[Au tribunal] Cautionnement d’exécution : pas toujours nécessaire de fournir une lettre d’engagement

18 avril 2023
Par Yann-Julien Chouinard, Avocat

Le défaut de fournir une lettre d’engagement pour le cautionnement d’exécution et le cautionnement pour gages, matériaux et services ne serait pas nécessairement une irrégularité majeure?

La détermination de la conformité d’une soumission suscite bien des débats. En présence d’une irrégularité mineure, le donneur d’ouvrage dispose d’une certaine latitude pour adjuger le contrat. À l’opposé, lorsque l’irrégularité est majeure, le donneur d’ouvrage n’a aucune discrétion et se doit de rejeter la soumission.

 

Au fil du temps, les décisions rendues par les tribunaux ont permis de distinguer les situations considérées comme des irrégularités majeures de celles considérées comme des irrégularités mineures. Entre autres, il a été déterminé que le défaut de fournir une lettre d’engagement pour le cautionnement d’exécution était une irrégularité majeure[1] alors que le fait de fournir un cautionnement de soumission légèrement inférieur au montant exigé par les documents d’appel d’offres a pu être considéré comme une irrégularité mineure[2].

 

Toutefois, dans la récente affaire Location Martin-Lalonde inc. c. Municipalité de Mansfield-et-Pontefract[3], la Cour supérieure a déterminé que le défaut de fournir une lettre d’engagement pour le cautionnement d’exécution et de paiement de la main-d'œuvre et des matériaux ne constituait pas une irrégularité majeure en raison des faits particuliers au dossier.

 

Les faits

À l’automne 2015, la municipalité de Mansfield-et-Pontefract (la « Municipalité ») lance un appel d’offres pour des services de collecte des ordures ménagères, des matières recyclables et des déchets sur son territoire pendant cinq ans.

 

Deux entreprises répondent à l’appel d’offres, soit Location Martin-Lalonde inc. (« LML ») et Entreprise R. Charette (« Charette »). À l’ouverture des soumissions, Charette est le plus bas soumissionnaire et la Municipalité décide de lui octroyer le contrat.

 

À la suite de l’adjudication, LML présente une demande d’accès à l’information pour obtenir les documents de soumission de Charette. Cette demande est initialement contestée, mais le jour de l’audition devant la Commission d’accès à l’information du Québec, Charette consent à la remise des documents. LML obtient donc une copie de la soumission et du contrat avec la Municipalité de ce dernier.

 

Après avoir reçu la soumission de Charette, LML constate que celle-ci n’est pas conforme aux exigences de l’appel d’offres.
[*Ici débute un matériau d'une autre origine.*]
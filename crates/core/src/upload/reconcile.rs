//! Text-search reconciliation of the placeholder.
//!
//! The placeholder has no stable handle in the document. Reconciliation
//! re-reads the full text, scans it line by line and rewrites the first line
//! containing the marker. Only the marker span changes; the newline inserted
//! after it stays. If the user removed or altered the marker, nothing happens.

use tracing::warn;

use super::error::UploadError;
use super::markup::render;
use super::types::{Reconciled, UploadedMedia};
use crate::editor::{Editor, EditorPosition};
use crate::placeholder::Placeholder;

/// Replace the first occurrence of `marker` with `replacement`.
///
/// The cursor is moved to the start of the marker before the edit.
pub fn replace_placeholder<E: Editor + ?Sized>(
    editor: &mut E,
    marker: &str,
    replacement: &str,
) -> Reconciled {
    let text = editor.value();
    let found = text
        .split('\n')
        .enumerate()
        .find_map(|(line, content)| content.find(marker).map(|ch| (line, ch)));

    let Some((line, ch)) = found else {
        return Reconciled::PlaceholderMissing;
    };

    let from = EditorPosition::new(line, ch);
    let to = EditorPosition::new(line, ch + marker.len());
    editor.set_cursor(from);
    editor.replace_range(replacement, from, to);

    Reconciled::Replaced { line }
}

/// Resolve `placeholder` with the outcome of its upload.
///
/// On success the marker becomes the rendered markup. If the upload failed,
/// or the markup cannot be generated, the marker is deleted first and the
/// error is handed back for the user notice.
///
/// # Errors
///
/// Returns the upload or markup error after the placeholder was removed.
pub fn reconcile<E: Editor + ?Sized>(
    editor: &mut E,
    placeholder: &Placeholder,
    outcome: Result<UploadedMedia, UploadError>,
) -> Result<Reconciled, UploadError> {
    match outcome.and_then(|media| render(&media)) {
        Ok(markup) => Ok(replace_placeholder(editor, placeholder.marker(), &markup)),
        Err(err) => {
            if replace_placeholder(editor, placeholder.marker(), "") == Reconciled::PlaceholderMissing {
                warn!(marker = placeholder.marker(), "placeholder gone before removal");
            }
            Err(err)
        }
    }
}

#[cfg(test)]
mod tests {
    use super::*;
    use crate::editor::TextBuffer;
    use crate::fingerprint::fingerprint;
    use crate::media::MediaKind;
    use crate::storage::StorageError;
    use crate::upload::types::Destination;

    fn placeholder() -> Placeholder {
        Placeholder::for_key(&fingerprint(b"png", "a.png"))
    }

    fn image(location: &str) -> UploadedMedia {
        UploadedMedia {
            kind: MediaKind::Image,
            location: location.to_string(),
            destination: Destination::Remote,
        }
    }

    #[test]
    fn test_success_replaces_marker() {
        let placeholder = placeholder();
        let mut buffer = TextBuffer::new(format!("intro\n{}\noutro", placeholder.marker()));

        let result = reconcile(&mut buffer, &placeholder, Ok(image("https://cdn/a.png")));

        assert_eq!(result.unwrap(), Reconciled::Replaced { line: 1 });
        assert_eq!(buffer.text(), "intro\n![image](https://cdn/a.png)\noutro");
    }

    #[test]
    fn test_marker_found_after_edits_above() {
        let placeholder = placeholder();
        let mut buffer = TextBuffer::new(format!("{}\n", placeholder.marker()));
        buffer.set_cursor(EditorPosition::new(0, 0));
        buffer.replace_selection("typed while uploading\n\n");

        let result = reconcile(&mut buffer, &placeholder, Ok(image("u")));

        assert_eq!(result.unwrap(), Reconciled::Replaced { line: 2 });
        assert_eq!(buffer.text(), "typed while uploading\n\n![image](u)\n");
    }

    #[test]
    fn test_failure_removes_marker_and_returns_error() {
        let placeholder = placeholder();
        let mut buffer = TextBuffer::new(format!("a {} b", placeholder.marker()));

        let err = reconcile(
            &mut buffer,
            &placeholder,
            Err(UploadError::RemoteUpload(StorageError::status(500, "boom"))),
        )
        .unwrap_err();

        assert!(matches!(err, UploadError::RemoteUpload(_)));
        assert_eq!(buffer.text(), "a  b");
    }

    #[test]
    fn test_markup_failure_removes_marker() {
        let placeholder = placeholder();
        let mut buffer = TextBuffer::new(format!("{}\n", placeholder.marker()));
        let local_pdf = UploadedMedia {
            kind: MediaKind::Pdf,
            location: "media/doc.pdf".to_string(),
            destination: Destination::Local {
                base_path: "/vault".to_string(),
            },
        };

        let err = reconcile(&mut buffer, &placeholder, Ok(local_pdf)).unwrap_err();

        assert!(matches!(err, UploadError::MarkupGeneration(_)));
        assert_eq!(buffer.text(), "\n");
    }

    #[test]
    fn test_first_occurrence_wins() {
        let placeholder = placeholder();
        let marker = placeholder.marker();
        let mut buffer = TextBuffer::new(format!("{marker}\n{marker}\n"));

        reconcile(&mut buffer, &placeholder, Ok(image("u"))).unwrap();

        assert_eq!(buffer.text(), format!("![image](u)\n{marker}\n"));
    }

    #[test]
    fn test_missing_marker_is_noop() {
        let placeholder = placeholder();
        let mut buffer = TextBuffer::new("the user deleted it");

        let result = reconcile(&mut buffer, &placeholder, Ok(image("u")));

        assert_eq!(result.unwrap(), Reconciled::PlaceholderMissing);
        assert_eq!(buffer.text(), "the user deleted it");
    }

    #[test]
    fn test_cursor_moves_to_marker_start() {
        let placeholder = placeholder();
        let mut buffer = TextBuffer::new(format!("head\n{}\n", placeholder.marker()));

        replace_placeholder(&mut buffer, placeholder.marker(), "X");

        assert_eq!(buffer.cursor(), EditorPosition::new(1, 0));
        assert_eq!(buffer.text(), "head\nX\n");
    }

    mod property_tests {
        use super::*;
        use proptest::prelude::*;

        proptest! {
            #[test]
            fn prop_other_text_is_byte_identical(
                before in "[^!]{0,64}",
                after in "[^!]{0,64}",
                markup in "[a-z:/.()\\[\\] ]{0,40}",
            ) {
                let placeholder = placeholder();
                let mut buffer = TextBuffer::new(
                    format!("{before}{}{after}", placeholder.insertion_text()),
                );

                let result = replace_placeholder(&mut buffer, placeholder.marker(), &markup);

                let replaced = matches!(result, Reconciled::Replaced { .. });
                prop_assert!(replaced, "marker not found in {:?}", buffer.text());
                prop_assert_eq!(buffer.text(), format!("{before}{markup}\n{after}"));
            }

            #[test]
            fn prop_missing_marker_leaves_text_alone(text in "[^!]{0,128}") {
                let placeholder = placeholder();
                let mut buffer = TextBuffer::new(text.clone());

                let result = replace_placeholder(&mut buffer, placeholder.marker(), "X");

                prop_assert_eq!(result, Reconciled::PlaceholderMissing);
                prop_assert_eq!(buffer.text(), text.as_str());
            }
        }
    }
}
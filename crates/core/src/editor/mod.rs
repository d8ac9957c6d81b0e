//! Host editor seam.
//!
//! The pipeline only needs five operations from an editor: read the cursor,
//! move the cursor, replace the current selection, replace a line/column span
//! and read the full text. Hosts implement [`Editor`] over their own buffer;
//! [`TextBuffer`] is a plain in-memory implementation.
//!
//! Columns are byte offsets within a line.

mod buffer;
mod notice;

use std::sync::Arc;

pub use buffer::TextBuffer;
pub use notice::{MemoryNotifier, Notice, NoticeLevel, Notifier};

/// A line/column location in the document.
#[derive(Debug, Clone, Copy, Default, PartialEq, Eq, PartialOrd, Ord, Hash)]
pub struct EditorPosition {
    /// Zero-based line.
    pub line: usize,
    /// Byte offset within the line.
    pub ch: usize,
}

impl EditorPosition {
    /// Create a position.
    #[must_use]
    pub const fn new(line: usize, ch: usize) -> Self {
        Self { line, ch }
    }
}

/// Operations the upload pipeline performs on the active document.
pub trait Editor {
    /// Current cursor position.
    fn cursor(&self) -> EditorPosition;

    /// Move the cursor, collapsing any selection.
    fn set_cursor(&mut self, pos: EditorPosition);

    /// Replace the current selection (or insert at the cursor) with `text`.
    /// The cursor ends up after the inserted text.
    fn replace_selection(&mut self, text: &str);

    /// Replace the span `from..to` with `text`.
    fn replace_range(&mut self, text: &str, from: EditorPosition, to: EditorPosition);

    /// Full document text.
    fn value(&self) -> String;
}

/// An editor shared between the event handler and the upload task.
pub type SharedEditor<E> = Arc<parking_lot::Mutex<E>>;

/// Wrap an editor for sharing with upload tasks.
pub fn shared<E: Editor>(editor: E) -> SharedEditor<E> {
    Arc::new(parking_lot::Mutex::new(editor))
}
LML décide alors d’intenter un recours en dommages contre la Municipalité afin de récupérer les profits perdus.

 

En défense, la Municipalité invoque que la soumission de LML n’est pas conforme à l’article 7.2 des Clauses générales de l’Appel d’offres. Cet article exigeait la présentation, avec la soumission, d’une lettre d’engagement d’une compagnie d’assurance garantissant l’émission d’un cautionnement d’exécution et des obligations pour gages et cotisations imposées par les lois. Aucune lettre d’engagement n’avait été fournie par LML.

 

La décision

Dans le cadre de sa décision, le tribunal commence son analyse en se penchant sur la conformité de la soumission de Charette et détermine qu’elle contrevenait à au moins cinq exigences essentielles de l’appel d’offres. Selon le tribunal, même si la Municipalité est située dans l’une des régions administratives les plus pauvres du Québec et que chaque dollar doit être scrupuleusement compté, cela ne justifie pas l’acceptation d’une soumission aussi irrégulière.

 

Le tribunal examine ensuite la conformité de la soumission de LML afin de déterminer si le défaut de fournir la lettre d’engagement était une irrégularité majeure à la lumière des questions établies par la jurisprudence[4] :

  1. l’exigence est-elle d’ordre public?
  2. les documents d’appels d’offres indiquent-ils expressément que l’exigence constitue un élément essentiel?
  3. à la lumière des usages, des obligations implicites et de l’intention des parties, l’exigence traduit-elle un élément essentiel ou accessoire de l’appel d’offres?

 

Au terme de son analyse, le tribunal retient qu’il ne s’agissait pas d’une exigence d’ordre public puisqu’aucune règle particulière n’obligeait l’obtention d’un tel cautionnement pour ce contrat. Par contre, même si les clauses de l’appel d’offres ne généraient aucun doute quant à la nature essentielle de l’exigence de fournir une lettre d’engagement lors du dépôt de la soumission, le montant exigé du cautionnement était relativement minime et la Municipalité n’avait jamais réellement considéré comme importante l’obtention d’un cautionnement d’exécution. En effet, un tel cautionnement n’avait pas été fourni lors du contrat antérieur et le rapport d’analyse des soumissions n’indiquait pas que la lettre d’engagement était l’un des documents exigés au niveau de l’admissibilité.

 

Le tribunal arrive donc à la conclusion que le défaut de fournir une lettre d’engagement garantissant l’émission d’un cautionnement d’exécution et d’un cautionnement des obligations de l’entrepreneur ne rend pas la soumission de LML non conforme aux exigences essentielles de l’appel d’offres.

 

Ainsi, la Municipalité aurait dû rejeter la soumission de Charette et adjuger le contrat à LML. La Municipalité sera ultimement condamnée à indemniser LML pour la perte de profits subie.

 

Conclusion

Si les faits particuliers au dossier ont pu mener le tribunal à conclure que l’exigence de fournir une lettre d’engagement pour le cautionnement d’exécution et de paiement de la main-d'œuvre et des matériaux n’était pas une condition essentielle de cet appel d’offres, il demeure qu’un soumissionnaire devrait respecter une telle exigence dans les documents d’appel d’offres afin d’éviter le rejet de sa soumission. D’ailleurs, comme cette décision a été portée en appel, il faudra attendre le jugement de la Cour d’appel pour déterminer quelles sont les conclusions définitives qui doivent être retenues.

 


1. Installations Électriques Dépôt (1989) inc. c. Granby (Ville), 2000 CanLII 19318 (QC CS) ; Climatisation Bativac inc. c. École de technologie supérieure, 2016 QCCS 665 (CanLII)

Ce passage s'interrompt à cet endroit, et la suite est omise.